Um novo estudo, realizado por pesquisadores que dedicaram décadas à climatologia oceânica, analisou os riscos e benefícios dessas intervenções. O oceano já absorve naturalmente cerca de um terço das emissões humanas de carbono, funcionando como um sumidouro vital. As técnicas de Remoção de Dióxido de Carbono (CDR) visam potencializar essa capacidade.

Métodos biológicos e químicos

As estratégias dividem-se em categorias distintas. As abordagens biológicas buscam estimular a fotossíntese. Técnicas como o cultivo de algas marinhas ou a fertilização dos oceanos com ferro visam impulsionar o crescimento de biomassa que absorva carbono. A ideia é que, ao morrer, essa matéria orgânica afunde e fique retida no leito oceânico por séculos. Outra vertente propõe cultivar plantas em terra e afundá-las em águas profundas e pobres em oxigênio, onde a decomposição é lenta, retardando o retorno do carbono à atmosfera.

Paralelamente, existe a estratégia de aumento da alcalinidade oceânica, que não depende da biologia. Este método envolve adicionar materiais alcalinos à água — como rochas de silicato ou carbonato moídas (calcário ou basalto) —, convertendo quimicamente o CO2 em outras formas de carbono e permitindo que o oceano absorva mais gases da atmosfera. Curiosamente, isso mimetiza processos geológicos naturais de intemperismo.

Uma categoria à parte é a modificação da radiação solar. Funcionando como um “guarda-sol”, essa técnica injetaria partículas na atmosfera para refletir a luz solar, replicando o resfriamento observado após grandes erupções vulcânicas. Embora prometa resultados rápidos na redução da temperatura, ela apenas mascara os efeitos do CO2, sem resolver a raiz do problema.

Riscos e o delicado equilíbrio marinho

A manipulação deliberada dos oceanos carrega riscos significativos, comparáveis às perturbações naturais, mas potencialmente mais danosos se mal calculados. A acidificação dos oceanos é uma preocupação central. O CO2 dissolvido gera ácido, enfraquecendo conchas de ostras e corais. Enquanto a adição de minerais alcalinos poderia teoricamente combater essa acidez, os métodos biológicos são mais imprevisíveis: o efeito na acidez depende de onde a biomassa cresce e onde se decompõe.

Além disso, há o risco de desequilíbrio nutricional. O oceano é um sistema interconectado. Fertilizar uma região para estimular o crescimento de algas pode esgotar nutrientes essenciais que as correntes levariam para outras áreas, sufocando a vida marinha em zonas profundas ou prejudicando a pesca a milhares de quilômetros de distância.
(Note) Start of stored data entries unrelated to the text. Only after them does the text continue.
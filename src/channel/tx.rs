use super::{Channel, ChannelState, ToDevice};
use crate::{port::ControlPort, Direction, Error, MAX_FRAME_LEN};

impl<const N: usize> Channel<ToDevice, N> {
    /// Queues one frame for transmission and returns the number of bytes queued.
    ///
    /// Descriptors the device has finished with are reclaimed first. With no
    /// free slot left the call fails with `Error::RingFull` and changes nothing.
    pub fn send<P: ControlPort + ?Sized>(&self, port: &P, frame: &[u8]) -> Result<usize, Error> {
        if frame.is_empty() || frame.len() > MAX_FRAME_LEN {
            return Err(Error::InvalidLength);
        }

        critical_section::with(|cs| {
            let mut inner = self.inner.borrow(cs).borrow_mut();
            if inner.state != ChannelState::Running {
                return Err(Error::ChannelNotReady);
            }
            let ring = inner.ring.as_mut().ok_or(Error::ChannelNotReady)?;

            let reclaimed = ring.reclaim();
            if reclaimed > 0 {
                defmt::trace!("tx reclaimed {} descriptors, curr={}", reclaimed, ring.curr());
            }

            let address = ring.post(frame)?;

            // Hands the descriptor to the device.
            port.set_tail_descriptor_address(Direction::ToDevice, address);
            defmt::trace!("tx queued {} bytes, tail={}", frame.len(), ring.tail());
            Ok(frame.len())
        })
    }

    /// Reclaims completed descriptors without queueing anything. Returns how many
    /// slots were freed.
    pub fn reclaim(&self) -> Result<usize, Error> {
        critical_section::with(|cs| {
            let mut inner = self.inner.borrow(cs).borrow_mut();
            match inner.state {
                ChannelState::Ready | ChannelState::Running => {}
                _ => return Err(Error::ChannelNotReady),
            }
            let ring = inner.ring.as_mut().ok_or(Error::ChannelNotReady)?;
            Ok(ring.reclaim())
        })
    }
}

#[cfg(test)]
mod tests {
    use super::super::*;
    use crate::test_support::{HeapDmaAllocator, RecordingRegistry, SimulatedDevice};
    use crate::{IrqNumber, MAX_FRAME_LEN};

    fn running<const N: usize>(
        device: &SimulatedDevice,
        allocator: &mut HeapDmaAllocator,
        registry: &mut RecordingRegistry,
    ) -> Channel<ToDevice, N> {
        let channel = Channel::new();
        channel.initialize(allocator, registry, IrqNumber(62)).unwrap();
        channel.start(device).unwrap();
        channel
    }

    #[test]
    fn two_sends_then_a_reclaiming_send() {
        let device = SimulatedDevice::new();
        let mut allocator = HeapDmaAllocator::new();
        let mut registry = RecordingRegistry::new();
        let channel = running::<4>(&device, &mut allocator, &mut registry);

        assert_eq!(channel.send(&device, &[0xA; 64]), Ok(64));
        assert_eq!(channel.send(&device, &[0xB; 128]), Ok(128));
        assert_eq!(channel.cursors(), Some((0, 2)));

        assert_eq!(device.complete_transmits(1), 1);
        assert_eq!(channel.send(&device, &[0xC; 64]), Ok(64));
        assert_eq!(channel.cursors(), Some((1, 3)));
    }

    #[test]
    fn full_ring_backpressure() {
        let device = SimulatedDevice::new();
        let mut allocator = HeapDmaAllocator::new();
        let mut registry = RecordingRegistry::new();
        let channel = running::<4>(&device, &mut allocator, &mut registry);

        for _ in 0..3 {
            channel.send(&device, &[1; 100]).unwrap();
        }
        let before = channel.cursors();
        let tail_register = device.tail_descriptor(Direction::ToDevice);

        assert_eq!(channel.send(&device, &[1; 100]), Err(Error::RingFull));
        assert_eq!(channel.cursors(), before);
        assert_eq!(device.tail_descriptor(Direction::ToDevice), tail_register);

        device.complete_transmits(1);
        assert_eq!(channel.send(&device, &[1; 100]), Ok(100));
        assert_eq!(channel.send(&device, &[1; 100]), Err(Error::RingFull));
    }

    #[test]
    fn frames_complete_in_send_order() {
        let device = SimulatedDevice::new();
        let mut allocator = HeapDmaAllocator::new();
        let mut registry = RecordingRegistry::new();
        let channel = running::<8>(&device, &mut allocator, &mut registry);

        let mut sent = 0u8;
        while sent < 20 {
            match channel.send(&device, &[sent; 70]) {
                Ok(_) => sent += 1,
                Err(Error::RingFull) => {
                    device.complete_transmits(2);
                }
                Err(e) => panic!("unexpected {:?}", e),
            }
        }
        device.complete_transmits(usize::MAX);

        let wire = device.transmitted();
        assert_eq!(wire.len(), 20);
        for (i, frame) in wire.iter().enumerate() {
            assert_eq!(frame.len(), 70);
            assert!(frame.iter().all(|b| *b == i as u8));
        }
    }

    #[test]
    fn round_trip_restores_headroom() {
        let device = SimulatedDevice::new();
        let mut allocator = HeapDmaAllocator::new();
        let mut registry = RecordingRegistry::new();
        let channel = running::<8>(&device, &mut allocator, &mut registry);

        channel.send(&device, &[9; 200]).unwrap();
        let before = channel.headroom().unwrap();

        channel.send(&device, &[3; MAX_FRAME_LEN]).unwrap();
        assert_eq!(channel.headroom(), Some(before - 1));

        device.complete_transmits(usize::MAX);
        assert_eq!(channel.reclaim(), Ok(2));
        assert_eq!(channel.headroom(), Some(7));
        assert_eq!(device.transmitted()[1].len(), MAX_FRAME_LEN);
    }

    #[test]
    fn invalid_lengths_touch_nothing() {
        let device = SimulatedDevice::new();
        let mut allocator = HeapDmaAllocator::new();
        let mut registry = RecordingRegistry::new();
        let channel = running::<4>(&device, &mut allocator, &mut registry);

        assert_eq!(channel.send(&device, &[]), Err(Error::InvalidLength));
        assert_eq!(
            channel.send(&device, &[0; MAX_FRAME_LEN + 1]),
            Err(Error::InvalidLength)
        );
        assert_eq!(channel.cursors(), Some((0, 0)));
    }

    #[test]
    fn not_running_is_rejected() {
        let device = SimulatedDevice::new();
        let mut allocator = HeapDmaAllocator::new();
        let mut registry = RecordingRegistry::new();
        let channel: Channel<ToDevice, 4> = Channel::new();

        assert_eq!(channel.send(&device, &[1; 64]), Err(Error::ChannelNotReady));
        assert_eq!(channel.reclaim(), Err(Error::ChannelNotReady));

        channel.initialize(&mut allocator, &mut registry, IrqNumber(62)).unwrap();
        assert_eq!(channel.send(&device, &[1; 64]), Err(Error::ChannelNotReady));
        assert_eq!(channel.cursors(), Some((0, 0)));
    }
}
Assim como a descoberta do Tamu Massif revelou o quanto ainda desconhecemos sobre a geologia submarina, a pesquisa sobre engenharia climática mostra que, embora existam caminhos promissores para mitigar o aquecimento global, nenhuma intervenção é isenta de consequências. O desafio agora é entender profundamente esses riscos antes que tais tecnologias sejam aplicadas em larga escala, garantindo que a tentativa de salvar o clima não comprometa irremediavelmente a base da segurança alimentar global e a saúde dos oceanos.